Woods Eastland, a producer and cooperative executive from Doddsville, Miss., said that if the proposals had been in effect for the 2004 crop, about one-half of the cotton produced in the United States would have been ineligible for the marketing loan.
“Farmers always have been and continue to be willing to do their share,” said Eastland. “In this regard, they will gladly take part proportionally in spending reductions. However, this burden should be proportional between farmers and other citizens, and specifically within the farming community among all program crops.”
Although USDA has not released any numbers on marketing loan redemptions or loan deficiency payments for the 2004 cotton crop, the dollars could be substantial since spot cotton prices have been 8 to 10 cents below the loan rate for most of the 2004-05 marketing year.
Producers of all program crops can redeem cotton from the CCC loan or request loan deficiency payments for the difference between the loan rate for their grade and staple and USDA's adjusted world price up to the payment limit for an individual operation.
The Bush administration's budget proposal would lower the payment limit cap for individuals from $360,000 to $250,000 per year, eliminate the three-entity rule and base a farmer's eligibility for marketing loans on 85 percent of an operation's direct payment yield.
Many farmers' payment yields, which were frozen at 1985 levels in the 1991 farm bill, are 40 to 50 percent of their current yields, according to National Cotton Council analysts. All of a farmer's production is eligible for marketing loans under the 2002 farm bill.
The president's budget would also reduce direct payments to program producers and dairy payments by 5 percent and reduce subsidies for crop insurance premiums and reduce costs to deliver the program.
“If all of these proposals were adopted, the result would be significant to all producers and devastating to many,” said Eastland. “Unfortunately, they are unfairly targeted toward Sunbelt crops. They would result in a 10 percent to 30 percent cut in farmers' gross incomes.”
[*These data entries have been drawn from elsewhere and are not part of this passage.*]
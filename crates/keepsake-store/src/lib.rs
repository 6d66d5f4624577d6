//! Named version snapshots of text resources.
//!
//! This crate keeps immutable, timestamped, named versions of a set of text
//! resources in a local store and can:
//! - Capture the current content of a caller-supplied manifest of paths
//! - Restore a stored version's content back into place, after taking a
//!   safety backup of the current state
//! - Serialize the whole history as portable JSON for backup or exchange
//!
//! Every version is a complete copy of the captured content. There is no
//! diffing, no branching, and no multi-user coordination: one process, one
//! logical actor, linear history.
//!
//! # Example
//!
//! ```no_run
//! use keepsake_storage::JsonStorage;
//! use keepsake_store::{LocalFiles, VersionStore};
//!
//! # async fn example() -> Result<(), Box<dyn std::error::Error>> {
//! let storage = JsonStorage::new(".keepsake/data");
//! let files = LocalFiles::new("/project/root");
//! let mut store = VersionStore::new(storage, files);
//! store.initialize().await?;
//!
//! let manifest = ["src/main.rs", "Cargo.toml"];
//! let version = store.save_version("before refactor", &manifest).await?;
//!
//! // ... edit the files ...
//!
//! // Restore; the current state is backed up first.
//! store.restore_version(&version, &manifest).await?;
//! # Ok(())
//! # }
//! ```

mod error;
mod export;
mod files;
mod store;
mod version;

pub use error::{StoreError, StoreResult};
pub use export::export_file_name;
pub use files::{FileAccess, LocalFiles, MemoryFiles};
pub use store::VersionStore;
pub use version::{Version, VersionFile, VersionId};
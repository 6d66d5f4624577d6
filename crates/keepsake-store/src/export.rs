//! Export filename conventions.

use chrono::{DateTime, Utc};

/// Conventional filename for a single exported version:
/// lowercased name with whitespace runs replaced by `_`, followed by the
/// version's UTC date, e.g. `my_version_2024-01-15.json`.
pub fn export_file_name(name: &str, timestamp_ms: i64) -> String {
    let mut slug = String::with_capacity(name.len());
    let mut in_whitespace = false;
    for ch in name.to_lowercase().chars() {
        if ch.is_whitespace() {
            if !in_whitespace {
                slug.push('_');
            }
            in_whitespace = true;
        } else {
            slug.push(ch);
            in_whitespace = false;
        }
    }

    let date = DateTime::<Utc>::from_timestamp_millis(timestamp_ms).unwrap_or_default();

    format!("{}_{}.json", slug, date.format("%Y-%m-%d"))
}
//! Storage error types.

use thiserror::Error;

/// Result type for storage operations.
pub type StorageResult<T> = Result<T, StorageError>;

/// Errors that can occur during storage operations.
#[derive(Debug, Error)]
pub enum StorageError {
    /// IO error (medium missing, permission denied, etc.)
    #[error("IO error: {0}")]
    Io(#[from] std::io::Error),

    /// JSON serialization/deserialization error
    #[error("JSON error: {0}")]
    Json(#[from] serde_json::Error),

    /// Invalid key format
    #[error("Invalid key: {0}")]
    InvalidKey(String),

    /// Lock was poisoned (another thread panicked while holding the lock)
    #[error("Lock poisoned: {0}")]
    LockPoisoned(String),
}

impl StorageError {
    /// Create an invalid key error.
    pub fn invalid_key(message: impl Into<String>) -> Self {
        Self::InvalidKey(message.into())
    }
}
He said producers of cotton, rice and peanuts would be affected more than other farmers because of the substantial yield increases in those crops in recent years and the reduction in payment limit caps that would affect higher-input operations.
Eastland said the National Cotton Council will be working with Congress and the administration during the current session.
“We'll be delivering the message that the farm bill is a multi-year contract that provides stability for U.S. agriculture and U.S. consumers, covering the 2002 and 2007 crop years,” said Eastland. “Relying upon the representation that it would last through the 2007 crop, many producers made investments and business plans and incurred risks confident that its terms would be unchanged.”
He urged Council members and other farmers to contact their Congressional representatives and urge them to sign onto letters that are being sent to the chairmen and ranking members of the House and Senate budget committees.
“These letters — which are available in the members' only section of the Council's Web site — urge the committees to stand by the commitment made to this nation's farmers by maintaining the baseline for agriculture,” he said. “If you have not contacted your member of Congress, I urge you to do so.”
Eastland said he and members of the Council staff were still reviewing the decision by the WTO appeal panel in the case Brazil brought against the U.S. cotton program. The ruling was made March 3, the day before Eastland spoke at the Farm and Gin Show.
“Our initial review of the findings indicates that it upheld the original panel's decision in most respects, including its determinations concerning the export credit guarantee program, cotton's Step 2 program, classification of direct payments and serious prejudice,” he said. “Obviously, we are disappointed with the ruling.”
Council leaders stress there will be no immediate changes in the U.S. cotton program because of the March 3 ruling.
“The only date — and it was in the ruling by the original panel — was July 1,” said Gary Adams, vice president of economics and policy for the NCC. “The first panel that heard the case said the United States should implement changes by July 1.
“But it's up to the government of the country that's the subject of the ruling to decide when it will implement any changes.”
Adams cautioned growers about paying too much heed to comments that the ruling means the end of the U.S. cotton program. “There will still be a cotton program,” he said. “We will be looking at what adjustments need to be made, but we will continue to have farm programs.”